A transgenic human keratinocyte cell line with a stable insertion of the Luciferase reporter gene under the control of the Antioxidant Response Element (ARE)-element KeratinoSens^TM cells was provided by Givaudan Suisse SA (Vernier, Switzerland). The cells were cultured in DMEM media supplemented with 10% FBS, 0.5 mg/mL Geneticin (Sigma-Aldrich). The cells were sub-cultured every 2–4 days at 80–90% confluence for a maximum of 25 passages. The culture medium was replaced to a fresh medium and incubated in a humidified atmosphere condition of 5% CO₂ at 37 °C. Stabilized KeratinoSens^TM cells were seeded into a 96-well cell culture plate at a density of 1 × 10⁴ cells/well and incubated overnight.
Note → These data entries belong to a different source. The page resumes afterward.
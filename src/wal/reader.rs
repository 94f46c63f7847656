//! WAL Reader
//!
//! Handles reading entries from the WAL file.

use std::fs::File;
use std::io::{BufReader, ErrorKind, Read};
use std::marker::PhantomData;
use std::path::Path;

use serde::de::DeserializeOwned;
use serde::Serialize;

use crate::error::{BlinkError, Result};

use super::entry::decode_header;
use super::{WalEntry, HEADER_SIZE, MAX_ENTRY_SIZE};

/// Outcome of reading one frame
pub(super) enum Frame<T> {
    /// A verified entry
    Entry(WalEntry<T>),
    /// A complete frame whose checksum or body is bad; already skipped
    Corrupt { lsn: u64, reason: String },
    /// The file ends inside a frame starting at `offset`
    Torn { offset: u64 },
    /// Clean end of file
    End,
}

/// Reads entries from the WAL file
pub struct WalReader<T> {
    file: BufReader<File>,
    position: u64,
    _marker: PhantomData<T>,
}

impl<T> WalReader<T>
where
    T: Serialize + DeserializeOwned,
{
    /// Open a WAL file for reading
    pub fn open(path: &Path) -> Result<Self> {
        let file = File::open(path)?;
        Ok(Self {
            file: BufReader::new(file),
            position: 0,
            _marker: PhantomData,
        })
    }

    /// Byte offset of the next frame
    pub fn position(&self) -> u64 {
        self.position
    }

    /// Read the next entry from the WAL
    ///
    /// Torn or corrupted frames surface as `WalCorruption`.
    pub fn next_entry(&mut self) -> Result<Option<WalEntry<T>>> {
        match self.next_frame()? {
            Frame::Entry(entry) => Ok(Some(entry)),
            Frame::End => Ok(None),
            Frame::Corrupt { lsn, reason } => Err(BlinkError::WalCorruption(format!(
                "entry {}: {}",
                lsn, reason
            ))),
            Frame::Torn { offset } => Err(BlinkError::WalCorruption(format!(
                "partial entry at offset {}",
                offset
            ))),
        }
    }

    /// Iterate over all valid entries
    pub fn entries(self) -> WalIterator<T> {
        WalIterator {
            reader: self,
            done: false,
        }
    }

    pub(super) fn next_frame(&mut self) -> Result<Frame<T>> {
        let start = self.position;
        let mut header = [0u8; HEADER_SIZE];

        match read_full(&mut self.file, &mut header)? {
            0 => return Ok(Frame::End),
            n if n < HEADER_SIZE => return Ok(Frame::Torn { offset: start }),
            _ => {}
        }

        let (lsn, crc, len) = decode_header(&header);
        if len > MAX_ENTRY_SIZE {
            // A length this large cannot be trusted to find the next frame
            return Ok(Frame::Torn { offset: start });
        }

        let mut data = vec![0u8; len as usize];
        if read_full(&mut self.file, &mut data)? < data.len() {
            return Ok(Frame::Torn { offset: start });
        }
        self.position = start + HEADER_SIZE as u64 + len as u64;

        match WalEntry::from_body(lsn, crc, &data) {
            Ok(entry) => Ok(Frame::Entry(entry)),
            Err(e) => Ok(Frame::Corrupt {
                lsn,
                reason: e.to_string(),
            }),
        }
    }
}

/// Read until `buf` is full or EOF; returns bytes read
fn read_full<R: Read>(reader: &mut R, buf: &mut [u8]) -> Result<usize> {
    let mut filled = 0;
    while filled < buf.len() {
        match reader.read(&mut buf[filled..]) {
            Ok(0) => break,
            Ok(n) => filled += n,
            Err(e) if e.kind() == ErrorKind::Interrupted => continue,
            Err(e) => return Err(e.into()),
        }
    }
    Ok(filled)
}

/// Iterator over WAL entries; stops after the first error
pub struct WalIterator<T> {
    reader: WalReader<T>,
    done: bool,
}

impl<T> Iterator for WalIterator<T>
where
    T: Serialize + DeserializeOwned,
{
    type Item = Result<WalEntry<T>>;

    fn next(&mut self) -> Option<Self::Item> {
        if self.done {
            return None;
        }
        match self.reader.next_entry() {
            Ok(Some(entry)) => Some(Ok(entry)),
            Ok(None) => {
                self.done = true;
                None
            }
            Err(e) => {
                self.done = true;
                Some(Err(e))
            }
        }
    }
}
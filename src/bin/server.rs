//! blinkkv Server Binary
//!
//! Starts the TCP server for blinkkv.

use std::sync::Arc;

use blinkkv::network::Server;
use blinkkv::{Config, Engine};
use clap::Parser;
use tracing_subscriber::{fmt, EnvFilter};

/// blinkkv Server
#[derive(Parser, Debug)]
#[command(name = "blinkkv-server")]
#[command(about = "Redis-compatible list and set server")]
#[command(version)]
struct Args {
    /// Data directory
    #[arg(short, long, default_value = "./blinkkv_data")]
    data_dir: String,

    /// Listen address (host:port)
    #[arg(short, long, default_value = "127.0.0.1:6379")]
    listen: String,

    /// Maximum concurrent connections
    #[arg(short, long, default_value = "1024")]
    max_connections: usize,

    /// MemTable size limit in MB before flush
    #[arg(short = 'M', long, default_value = "64")]
    memtable_mb: usize,

    /// Element ceiling for new lists
    #[arg(long, default_value_t = blinkkv::meta::DEFAULT_LIST_ELEMENT_LIMIT)]
    list_element_limit: u64,

    /// Block-pointer capacity for new lists
    #[arg(long, default_value_t = blinkkv::meta::DEFAULT_LIST_BLOCK_LIMIT)]
    list_block_limit: u64,

    /// Action log size in MB that triggers a metadata snapshot
    #[arg(long, default_value = "64")]
    meta_compact_mb: u64,
}

fn main() {
    // Initialize tracing/logging
    let filter = EnvFilter::try_from_default_env()
        .unwrap_or_else(|_| EnvFilter::new("info,blinkkv=debug"));

    fmt()
        .with_env_filter(filter)
        .with_target(true)
        .with_thread_ids(true)
        .init();

    let args = Args::parse();

    tracing::info!("blinkkv Server v{}", blinkkv::VERSION);
    tracing::info!("Data directory: {}", args.data_dir);
    tracing::info!("Listen address: {}", args.listen);

    // Build config from args
    let config = Config::builder()
        .data_dir(&args.data_dir)
        .listen_addr(&args.listen)
        .max_connections(args.max_connections)
        .memtable_size_limit(args.memtable_mb * 1024 * 1024)
        .list_element_limit(args.list_element_limit)
        .list_block_limit(args.list_block_limit)
        .meta_compact_threshold(args.meta_compact_mb * 1024 * 1024)
        .build();

    // Open engine
    let engine = match Engine::open(config.clone()) {
        Ok(e) => Arc::new(e),
        Err(e) => {
            tracing::error!("Failed to open engine: {}", e);
            std::process::exit(1);
        }
    };

    tracing::info!("Engine initialized successfully");

    let server = match Server::new(config, engine) {
        Ok(server) => server,
        Err(e) => {
            tracing::error!("Failed to start server: {}", e);
            std::process::exit(1);
        }
    };
    if let Err(e) = server.run() {
        tracing::error!("Server error: {}", e);
        std::process::exit(1);
    }

    tracing::info!("Server stopped");
}
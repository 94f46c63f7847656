//! Record Lock Table
//!
//! One mutex per key, created on first use and dropped again once no
//! holder or waiter references it.

use std::collections::HashMap;
use std::sync::Arc;

use parking_lot::lock_api::ArcMutexGuard;
use parking_lot::{Mutex, RawMutex};

const SHARD_COUNT: usize = 64;

type Slot = Arc<Mutex<()>>;

/// Per-key serialization for every operation touching a list or set
pub struct RecordLockTable {
    shards: Vec<Mutex<HashMap<Vec<u8>, Slot>>>,
}

/// Exclusive hold on one key; releasing it may retire the key's mutex
pub struct RecordGuard<'a> {
    table: &'a RecordLockTable,
    shard: usize,
    key: Vec<u8>,
    guard: Option<ArcMutexGuard<RawMutex, ()>>,
}

impl RecordLockTable {
    pub fn new() -> Self {
        Self {
            shards: (0..SHARD_COUNT).map(|_| Mutex::new(HashMap::new())).collect(),
        }
    }

    fn shard_index(key: &[u8]) -> usize {
        crc32fast::hash(key) as usize % SHARD_COUNT
    }

    /// Block until `key` is free, then hold it until the guard drops
    pub fn lock(&self, key: &[u8]) -> RecordGuard<'_> {
        let shard = Self::shard_index(key);
        let slot = {
            let mut map = self.shards[shard].lock();
            map.entry(key.to_vec())
                .or_insert_with(|| Arc::new(Mutex::new(())))
                .clone()
        };
        // The local clone keeps the entry alive while we wait.
        let guard = Mutex::lock_arc(&slot);
        drop(slot);

        RecordGuard {
            table: self,
            shard,
            key: key.to_vec(),
            guard: Some(guard),
        }
    }

    /// Number of keys that currently have a mutex
    pub fn len(&self) -> usize {
        self.shards.iter().map(|s| s.lock().len()).sum()
    }

    pub fn is_empty(&self) -> bool {
        self.len() == 0
    }
}

impl Default for RecordLockTable {
    fn default() -> Self {
        Self::new()
    }
}

impl RecordGuard<'_> {
    pub fn key(&self) -> &[u8] {
        &self.key
    }
}

impl Drop for RecordGuard<'_> {
    fn drop(&mut self) {
        let mut map = self.table.shards[self.shard].lock();
        drop(self.guard.take());
        if map
            .get(&self.key)
            .is_some_and(|slot| Arc::strong_count(slot) == 1)
        {
            map.remove(&self.key);
        }
    }
}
The prepared cells were washed once with pre-warmed pH 7.4 Dulbecco’s phosphate buffered saline (DPBS), followed by the addition of dispersed silica NPs suspension (0.98–2000 μM), and the culture plates were then incubated for 48 h. Positive control, cinnamic aldehyde (CASRN. 14371-10-9, Sigma-Aldrich), was tested in parallel (concentration: 4–64 μM). The viability of KeratinoSens^TM cells was measured using the thiazolyl blue tetrazolium bromide (3-(4,5-dimethylthiazo-2-yl)-2,5-diphenyl-tetrazolium bromide (MTT) assay reduction test (Promega, Madison, WI, USA). To exclude the colorimetric interference from silica NP present in the cells, the supernatant was transferred into clear 96-well plates, and the absorbance was measured at 570 nm with a multi-microplate reader (Synergy HTX, BioTek, Winooski, VT, USA). The cell viability (%) was calculated based on the optical density (OD) of the vehicle control and blank control. Then, to measure the luciferase activity of silica NP, we used the One-Glo^TM Luciferase assay kit (Promega). The luciferase assay was conducted under the same conditions as the MTT assay. The luminescence intensity of each sample was measured using a multi-microplate reader. Levels of luciferase intensity were calculated based on the luminescence values of the vehicle control and blank control.